Unfortunately we are closed for tomorrow (Friday 18th September 2014). Taking the wife and family on a much needed holiday in Kei Mouth for the weekend.

Any order completed before 8.30am on Friday will be shipped out overnight to be delivered on Monday. Any order placed after 8.30am will only be shipped on Monday, to be delivered on Tuesday.

I need to recover from a week in Amsterdam  and my lovely wife needs to recover from being alone with the kids for a week. So a weekend on the boat on the Kei river sounds freegin fantastic!

Apologies for anyone wanting to place an order tomorrow, hope you understand.

Cheers

Reactions: Like 6 | Winner 2


----------



## Stroodlepuff (18/9/14)

ShaneW said:


> Hi Guys
> 
> Unfortunately we are closed for tomorrow (Friday 18th September 2014). Taking the wife and family on a much needed holiday in Kei Mouth for the weekend.
> 
> ...


 
Enjoy it bud

Reactions: Thanks 1


----------



## Paulie (18/9/14)

ShaneW said:


> Hi Guys
> 
> Unfortunately we are closed for tomorrow (Friday 18th September 2014). Taking the wife and family on a much needed holiday in Kei Mouth for the weekend.
> 
> ...


Enjoy buddy!

Reactions: Thanks 1


----------



## rogue zombie (18/9/14)

NOOOOOOOOOOOOOO...

Just kiddin. Have fun bud!
And ya, I can imagine its your wife that needs the break. Two kids, one parent is no fair, she didn't stand a chance

Reactions: Thanks 1


----------



## johan (18/9/14)

Enjoy the break and don't rock-the-boat too much - remember you have kids on board

Reactions: Funny 4


----------



## ShaneW (18/9/14)

Thanks guys!

Hey Amsterdam was hard work! OK yeah it was hard play aswell but I still need a holiday from the 'holiday' LOL

But yes you are spot on... handling 2 kids alone for a week is no joke, I battle after 30mins. Woman amaze me, how they deal with things like that is beyond me.

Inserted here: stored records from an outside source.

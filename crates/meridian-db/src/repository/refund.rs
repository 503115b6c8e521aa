//! # Refund Repository
//!
//! Persistence for refund headers and line items, plus the per-line
//! refunded-quantity sum that caps cumulative refunds at the sold quantity.

use chrono::Utc;
use sqlx::{SqliteConnection, SqlitePool};

use meridian_core::{Refund, RefundLineItem, RefundStatus};

use crate::error::{DbError, DbResult};

/// Repository for the `refunds` and `refund_items` tables.
#[derive(Debug, Clone)]
pub struct RefundRepository {
    pool: SqlitePool,
}

impl RefundRepository {
    pub fn new(pool: SqlitePool) -> Self {
        RefundRepository { pool }
    }

    // =========================================================================
    // Writes (caller's transaction)
    // =========================================================================

    pub async fn insert_refund(
        &self,
        conn: &mut SqliteConnection,
        refund: &Refund,
    ) -> DbResult<()> {
        sqlx::query(
            r#"
            INSERT INTO refunds (
                id, refund_number, sale_id, store_id, refund_type, status,
                total_cents, reason, requires_approval,
                approved_by, approved_at, approval_notes,
                requested_by, created_at
            )
            VALUES (?1, ?2, ?3, ?4, ?5, ?6, ?7, ?8, ?9, ?10, ?11, ?12, ?13, ?14)
            "#,
        )
        .bind(&refund.id)
        .bind(&refund.refund_number)
        .bind(&refund.sale_id)
        .bind(&refund.store_id)
        .bind(refund.refund_type)
        .bind(refund.status)
        .bind(refund.total_cents)
        .bind(&refund.reason)
        .bind(refund.requires_approval)
        .bind(&refund.approved_by)
        .bind(refund.approved_at)
        .bind(&refund.approval_notes)
        .bind(&refund.requested_by)
        .bind(refund.created_at)
        .execute(&mut *conn)
        .await?;

        Ok(())
    }

    pub async fn insert_item(
        &self,
        conn: &mut SqliteConnection,
        item: &RefundLineItem,
    ) -> DbResult<()> {
        sqlx::query(
            r#"
            INSERT INTO refund_items (
                id, refund_id, sale_item_id, product_id, quantity,
                unit_price_cents, tax_cents, line_total_cents
            )
            VALUES (?1, ?2, ?3, ?4, ?5, ?6, ?7, ?8)
            "#,
        )
        .bind(&item.id)
        .bind(&item.refund_id)
        .bind(&item.sale_item_id)
        .bind(&item.product_id)
        .bind(item.quantity)
        .bind(item.unit_price_cents)
        .bind(item.tax_cents)
        .bind(item.line_total_cents)
        .execute(&mut *conn)
        .await?;

        Ok(())
    }

    /// Moves a pending refund to `completed` with an approval record.
    /// Runs in the caller's transaction alongside the inventory restore.
    /// The status guard in the WHERE clause makes a concurrent double
    /// approval a no-op for the loser.
    pub async fn mark_approved(
        &self,
        conn: &mut SqliteConnection,
        refund_id: &str,
        approved_by: &str,
        notes: Option<&str>,
    ) -> DbResult<()> {
        let result = sqlx::query(
            r#"
            UPDATE refunds
            SET status = ?2, approved_by = ?3, approved_at = ?4, approval_notes = ?5
            WHERE id = ?1 AND status = 'pending'
            "#,
        )
        .bind(refund_id)
        .bind(RefundStatus::Completed)
        .bind(approved_by)
        .bind(Utc::now())
        .bind(notes)
        .execute(&mut *conn)
        .await?;

        if result.rows_affected() == 0 {
            return Err(DbError::not_found("PendingRefund", refund_id));
        }

        Ok(())
    }

    /// Moves a pending refund to `cancelled` with the rejection reason.
    pub async fn mark_rejected(
        &self,
        conn: &mut SqliteConnection,
        refund_id: &str,
        rejected_by: &str,
        reason: &str,
    ) -> DbResult<()> {
        let result = sqlx::query(
            r#"
            UPDATE refunds
            SET status = ?2, approved_by = ?3, approved_at = ?4, approval_notes = ?5
            WHERE id = ?1 AND status = 'pending'
            "#,
        )
        .bind(refund_id)
        .bind(RefundStatus::Cancelled)
        .bind(rejected_by)
        .bind(Utc::now())
        .bind(format!("REJECTED: {}", reason))
        .execute(&mut *conn)
        .await?;

        if result.rows_affected() == 0 {
            return Err(DbError::not_found("PendingRefund", refund_id));
        }

        Ok(())
    }

    // =========================================================================
    // Reads
    // =========================================================================

    pub async fn get_by_id(&self, id: &str) -> DbResult<Refund> {
        sqlx::query_as::<_, Refund>("SELECT * FROM refunds WHERE id = ?1")
            .bind(id)
            .fetch_optional(&self.pool)
            .await?
            .ok_or_else(|| DbError::not_found("Refund", id))
    }

    pub async fn get_items(&self, refund_id: &str) -> DbResult<Vec<RefundLineItem>> {
        let items = sqlx::query_as::<_, RefundLineItem>(
            "SELECT * FROM refund_items WHERE refund_id = ?1 ORDER BY id",
        )
        .bind(refund_id)
        .fetch_all(&self.pool)
        .await?;

        Ok(items)
    }

    pub async fn refunds_for_sale(&self, sale_id: &str) -> DbResult<Vec<Refund>> {
        let refunds = sqlx::query_as::<_, Refund>(
            "SELECT * FROM refunds WHERE sale_id = ?1 ORDER BY created_at ASC",
        )
        .bind(sale_id)
        .fetch_all(&self.pool)
        .await?;

        Ok(refunds)
    }

    /// Cumulative refunded quantity for a sale line, counting pending and
    /// completed refunds. Cancelled refunds release their quantity back.
    pub async fn refunded_quantity(
        &self,
        conn: &mut SqliteConnection,
        sale_item_id: &str,
    ) -> DbResult<i64> {
        let sum: Option<i64> = sqlx::query_scalar(
            r#"
            SELECT SUM(ri.quantity)
            FROM refund_items ri
            JOIN refunds r ON r.id = ri.refund_id
            WHERE ri.sale_item_id = ?1 AND r.status != 'cancelled'
            "#,
        )
        .bind(sale_item_id)
        .fetch_one(&mut *conn)
        .await?;

        Ok(sum.unwrap_or(0))
    }

    /// Quantity actually returned for a sale line: completed refunds only.
    /// Pending refunds hold quantity but have not moved stock yet.
    pub async fn completed_refunded_quantity(
        &self,
        conn: &mut SqliteConnection,
        sale_item_id: &str,
    ) -> DbResult<i64> {
        let sum: Option<i64> = sqlx::query_scalar(
            r#"
            SELECT SUM(ri.quantity)
            FROM refund_items ri
            JOIN refunds r ON r.id = ri.refund_id
            WHERE ri.sale_item_id = ?1 AND r.status = 'completed'
            "#,
        )
        .bind(sale_item_id)
        .fetch_one(&mut *conn)
        .await?;

        Ok(sum.unwrap_or(0))
    }
}

// =============================================================================
// Unit Tests
// =============================================================================

#[cfg(test)]
mod tests {
    use super::*;
    use crate::pool::{Database, DbConfig};
    use meridian_core::RefundType;
    use uuid::Uuid;

    /// Seeds the product, sale, and sale line the refund fixtures reference,
    /// satisfying the schema's foreign keys.
    async fn seed_sale_fixtures(db: &Database) {
        let now = Utc::now();
        let mut tx = db.pool().begin().await.unwrap();
        sqlx::query(
            r#"
            INSERT INTO products (id, sku, name, price_cents, created_at, updated_at)
            VALUES ('p1', 'SKU-1', 'Widget', 1000, ?1, ?1)
            "#,
        )
        .bind(now)
        .execute(&mut *tx)
        .await
        .unwrap();
        sqlx::query(
            r#"
            INSERT INTO sales (
                id, sale_number, receipt_number, store_id, cashier_id,
                subtotal_cents, total_cents, created_at
            )
            VALUES ('s1', 'POS-20260827-0001', 'RCP-0001', 'store-1', 'cashier-1',
                    10000, 10000, ?1)
            "#,
        )
        .bind(now)
        .execute(&mut *tx)
        .await
        .unwrap();
        sqlx::query(
            r#"
            INSERT INTO sale_items (
                id, sale_id, product_id, sku_snapshot, name_snapshot,
                quantity, unit_price_cents, line_total_cents
            )
            VALUES ('line-1', 's1', 'p1', 'SKU-1', 'Widget', 10, 1000, 10000)
            "#,
        )
        .execute(&mut *tx)
        .await
        .unwrap();
        tx.commit().await.unwrap();
    }

    fn sample_refund(id: &str, status: RefundStatus) -> Refund {
        Refund {
            id: id.to_string(),
            refund_number: format!("REF-20260827-{}", id),
            sale_id: "s1".to_string(),
            store_id: "store-1".to_string(),
            refund_type: RefundType::Partial,
            status,
            total_cents: 3000,
            reason: Some("damaged".to_string()),
            requires_approval: status == RefundStatus::Pending,
            approved_by: None,
            approved_at: None,
            approval_notes: None,
            requested_by: "cashier-1".to_string(),
            created_at: Utc::now(),
        }
    }

    fn item_for(refund_id: &str, quantity: i64) -> RefundLineItem {
        RefundLineItem {
            id: Uuid::new_v4().to_string(),
            refund_id: refund_id.to_string(),
            sale_item_id: "line-1".to_string(),
            product_id: "p1".to_string(),
            quantity,
            unit_price_cents: 1000,
            tax_cents: 50,
            line_total_cents: quantity * 1000,
        }
    }

    #[tokio::test]
    async fn test_refunded_quantity_excludes_cancelled() {
        let db = Database::new(DbConfig::in_memory()).await.unwrap();
        seed_sale_fixtures(&db).await;
        let repo = db.refunds();

        let mut tx = db.pool().begin().await.unwrap();
        repo.insert_refund(&mut tx, &sample_refund("r1", RefundStatus::Completed))
            .await
            .unwrap();
        repo.insert_item(&mut tx, &item_for("r1", 2)).await.unwrap();
        repo.insert_refund(&mut tx, &sample_refund("r2", RefundStatus::Pending))
            .await
            .unwrap();
        repo.insert_item(&mut tx, &item_for("r2", 1)).await.unwrap();
        repo.insert_refund(&mut tx, &sample_refund("r3", RefundStatus::Cancelled))
            .await
            .unwrap();
        repo.insert_item(&mut tx, &item_for("r3", 5)).await.unwrap();

        let refunded = repo.refunded_quantity(&mut tx, "line-1").await.unwrap();
        tx.commit().await.unwrap();

        // Completed (2) + pending (1); the cancelled 5 released its hold
        assert_eq!(refunded, 3);
    }

    #[tokio::test]
    async fn test_approve_only_moves_pending() {
        let db = Database::new(DbConfig::in_memory()).await.unwrap();
        seed_sale_fixtures(&db).await;
        let repo = db.refunds();

        let mut tx = db.pool().begin().await.unwrap();
        repo.insert_refund(&mut tx, &sample_refund("r1", RefundStatus::Pending))
            .await
            .unwrap();
        repo.mark_approved(&mut tx, "r1", "manager-1", Some("ok"))
            .await
            .unwrap();
        tx.commit().await.unwrap();

        let refund = repo.get_by_id("r1").await.unwrap();
        assert_eq!(refund.status, RefundStatus::Completed);
        assert_eq!(refund.approved_by.as_deref(), Some("manager-1"));

        // A second approval hits no pending row
        let mut tx = db.pool().begin().await.unwrap();
        let err = repo.mark_approved(&mut tx, "r1", "manager-2", None).await;
        tx.rollback().await.unwrap();
        assert!(err.is_err());
    }

    #[tokio::test]
    async fn test_reject_records_reason() {
        let db = Database::new(DbConfig::in_memory()).await.unwrap();
        seed_sale_fixtures(&db).await;
        let repo = db.refunds();

        let mut tx = db.pool().begin().await.unwrap();
        repo.insert_refund(&mut tx, &sample_refund("r1", RefundStatus::Pending))
            .await
            .unwrap();
        repo.mark_rejected(&mut tx, "r1", "manager-1", "outside return window")
            .await
            .unwrap();
        tx.commit().await.unwrap();

        let refund = repo.get_by_id("r1").await.unwrap();
        assert_eq!(refund.status, RefundStatus::Cancelled);
        assert_eq!(
            refund.approval_notes.as_deref(),
            Some("REJECTED: outside return window")
        );
    }
}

Reactions: Like 2 | Agree 2


----------



## Andre (18/9/14)

Something wrong with my calendar - says Friday is the 19th of September? Enjoy the weekend.

Reactions: Agree 1


----------



## ShaneW (18/9/14)

Andre said:


> Something wrong with my calendar - says Friday is the 19th of September? Enjoy the weekend.

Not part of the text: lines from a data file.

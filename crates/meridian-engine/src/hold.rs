//! # Held Sales
//!
//! Park an in-progress cart and bring it back later. A hold is the
//! serialized draft, nothing more; no stock moves and no money is taken
//! until the resumed draft goes through `SaleManager::create_sale`.
//!
//! Holds belong to the cashier who parked them. Resuming consumes the
//! hold, so the same cart cannot be rung up twice from the shelf.

use std::sync::Arc;
use tracing::{info, instrument};

use meridian_core::{validate_ref, HeldSale, SaleDraft, ValidationError};
use meridian_db::Database;

use crate::error::EngineResult;

/// Parks and resumes carts for the terminal's cashiers.
#[derive(Clone)]
pub struct HoldManager {
    db: Arc<Database>,
}

impl HoldManager {
    pub fn new(db: Arc<Database>) -> Self {
        HoldManager { db }
    }

    /// Parks a draft. An empty cart cannot be held.
    #[instrument(skip(self, draft), fields(store_id = %draft.store_id, cashier_id = %draft.cashier_id))]
    pub async fn hold(&self, draft: &SaleDraft, notes: Option<String>) -> EngineResult<HeldSale> {
        validate_ref("store_id", &draft.store_id)?;
        validate_ref("cashier_id", &draft.cashier_id)?;
        if draft.items.is_empty() {
            return Err(ValidationError::NoLineItems.into());
        }

        let draft_json = serde_json::to_string(draft)?;
        let hold = self
            .db
            .holds()
            .insert(
                &draft.store_id,
                &draft.cashier_id,
                draft.customer_id.as_deref(),
                &draft_json,
                notes.as_deref(),
            )
            .await?;

        info!(hold_id = %hold.id, items = draft.items.len(), "Sale parked");
        Ok(hold)
    }

    /// The cashier's parked carts on a store, newest first.
    pub async fn list(&self, store_id: &str, cashier_id: &str) -> EngineResult<Vec<HeldSale>> {
        Ok(self.db.holds().list_for_cashier(store_id, cashier_id).await?)
    }

    /// Takes a hold off the shelf: returns its draft and removes the row.
    /// Only the holding cashier can resume it.
    #[instrument(skip(self))]
    pub async fn resume(&self, hold_id: &str, cashier_id: &str) -> EngineResult<SaleDraft> {
        let hold = self.db.holds().get_for_cashier(hold_id, cashier_id).await?;
        let draft: SaleDraft = serde_json::from_str(&hold.draft_json)?;
        self.db.holds().delete(hold_id, cashier_id).await?;

        info!(hold_id, cashier_id, "Held sale resumed");
        Ok(draft)
    }

    /// Throws a hold away without ringing it up.
    #[instrument(skip(self))]
    pub async fn discard(&self, hold_id: &str, cashier_id: &str) -> EngineResult<()> {
        self.db.holds().delete(hold_id, cashier_id).await?;
        info!(hold_id, cashier_id, "Held sale discarded");
        Ok(())
    }
}

// =============================================================================
// Tests
// =============================================================================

 HAHAHA... Eish! Brain is on holiday already. Thanks @Andre


----------



## ShaneW (18/9/14)

Any chance a Mod could help me out and edit the thread title pleeeeez, from 18th to 19th


----------



## Andre (18/9/14)

ShaneW said:


> Any chance a Mod could help me out and edit the thread title pleeeeez, from 18th to 19th


You should be able to do that yourself - go to thread tools at the top.


----------



## Yiannaki (18/9/14)

ShaneW said:


> Any chance a Mod could help me out and edit the thread title pleeeeez, from 18th to 19th


Done


----------



## ShaneW (18/9/14)

Andre said:


> Something wrong with my calendar - says Friday is the 19th of September? Enjoy the weekend.


 
Thanks, never realised I could do that 



ShaneW said:


> HAHAHA... Eish! Brain is on holiday already. Thanks @Andre


 
Thank you sir... you quick on the draw

Reactions: Like 1


----------



## Silver (19/9/14)

Enjoy the holiday @ShaneW 
Well deserved

Thanks for bringing us all the great juices!

Please share a photo of your vape gear on the boat when you come back

Reactions: Like 1 | Thanks 1


----------



## BumbleBee (19/9/14)

Enjoy the few days off guys, you've earned it

Reactions: Thanks 1


----------



## Sir Vape (19/9/14)

Have a good one mate

Reactions: Thanks 1


----------